159 So. 2d 920 | Fla. Dist. Ct. App. | 1964
The appellant seeks review of an amended final decree, decreeing specific performance of a contract for the sale of real estate. This cause of action arose by the appellant instituting a suit to rescind a contract for the sale of real estate at a total price of $115,000.00, because of the failure of the sellers to deliver “ * * * quit claim deeds or any other suitable instruments wherein all persons who might have any right to the use of the dock now existing on the waterfront premises of the afore-described property, of the use of said waterfront property or the enjoyment of the riparian property (whether such use or enjoyment be by deed, license or prescription) effectively abandon and disclaim any such privileges or rights.” Issue was joined and the chancellor rendered an extensive decree, finding in fact that the sellers had failed to deliver the instruments required in the exact form required by the deposit receipt; that such deficiency in performance was not of such substantial nature as to give the purchaser the right to rescind, and applied the doctrine of “de minimis non curat lex”. He decreed specific performance of the contract with certain
Upon this appeal, the appellant has urged several points for reversal, the principal point being that the doctrine of “de minimis non curat lex” should not have been applied in the instant action. The appellee cross-assigns error in the failure to award attorney’s fees, as provided for in the deposit receipt agreement.

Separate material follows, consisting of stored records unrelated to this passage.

use serde::{Deserialize, Serialize};

/// Display status summarizing an item's stock health. Persisted on the item
/// row so listings never recompute it; must be refreshed on every mutation
/// of the stock fields or the active flag.
#[derive(Debug, Clone, Copy, PartialEq, Eq, Serialize, Deserialize)]
pub enum StockStatus {
    Desativado,
    BaixoEstoque,
    EstoqueOk,
}

impl StockStatus {
    pub fn as_str(&self) -> &'static str {
        match self {
            StockStatus::Desativado => "Desativado",
            StockStatus::BaixoEstoque => "Baixo Estoque",
            StockStatus::EstoqueOk => "Estoque OK",
        }
    }
}

/// Derives the display status. The disabled flag wins over everything;
/// a balance at or below the reorder threshold reads as low stock.
pub fn derive_status(estoque_atual: i32, estoque_minimo: i32, ativo: bool) -> StockStatus {
    if !ativo {
        return StockStatus::Desativado;
    }
    if estoque_atual <= estoque_minimo {
        return StockStatus::BaixoEstoque;
    }
    StockStatus::EstoqueOk
}

#[cfg(test)]
mod tests {
    use super::*;

    #[test]
    fn at_threshold_is_low_stock() {
        assert_eq!(derive_status(5, 5, true), StockStatus::BaixoEstoque);
    }

    #[test]
    fn above_threshold_is_ok() {
        assert_eq!(derive_status(5, 4, true), StockStatus::EstoqueOk);
    }

    #[test]
    fn disabled_wins_over_stock_level() {
        assert_eq!(derive_status(5, 4, false), StockStatus::Desativado);
        assert_eq!(derive_status(0, 10, false), StockStatus::Desativado);
    }

    #[test]
    fn zero_on_zero_threshold_is_low() {
        assert_eq!(derive_status(0, 0, true), StockStatus::BaixoEstoque);
    }

    #[test]
    fn labels_match_display_contract() {
        assert_eq!(StockStatus::Desativado.as_str(), "Desativado");
        assert_eq!(StockStatus::BaixoEstoque.as_str(), "Baixo Estoque");
        assert_eq!(StockStatus::EstoqueOk.as_str(), "Estoque OK");
    }
}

As to the application of the doctrine of “de minimis non curat lex”, it appears that the determination of such is within the discretion of the chancellor. See: Loeffler v. Roe, Fla.1953, 69 So.2d 331, 47 A.L.R.2d 319. In order to upset the exercise of this discretion, it is incumbent upon the appellant to demonstrate error. See: Durham v. Durham, 137 Fla. 506, 188 So. 609; Bliss v. Hallock, Fla.App.1959, 113 So.2d 889. It appears that if the doctrine is applicable [a point which will hereinafter be discussed] the chancellor did not commit error in applying the doctrine in the instant action, and his findings of fact and conclusions of law therein should be approved. Even though the appellees urge the doctrine and the chancellor exercised his jurisdiction in reliance thereon, the alleged encroachment appears to be a riparian right and not to the title itself and, therefore, it appears to be doubtful as to whether the doctrine is applicable. See: Helsley v. City of St. Petersburg, Fla.App. 1963, 156 So.2d 171. Therefore, the action of the chancellor in rendering the decree of specific performance, here under review, is sustained either on the theory of “de minimis non curat lex” or on the proposition that the encroachment to the riparian right does not constitute an encroachment to the title. Therefore, the chancellor arrived at the correct conclusion in adjudicating specific performance.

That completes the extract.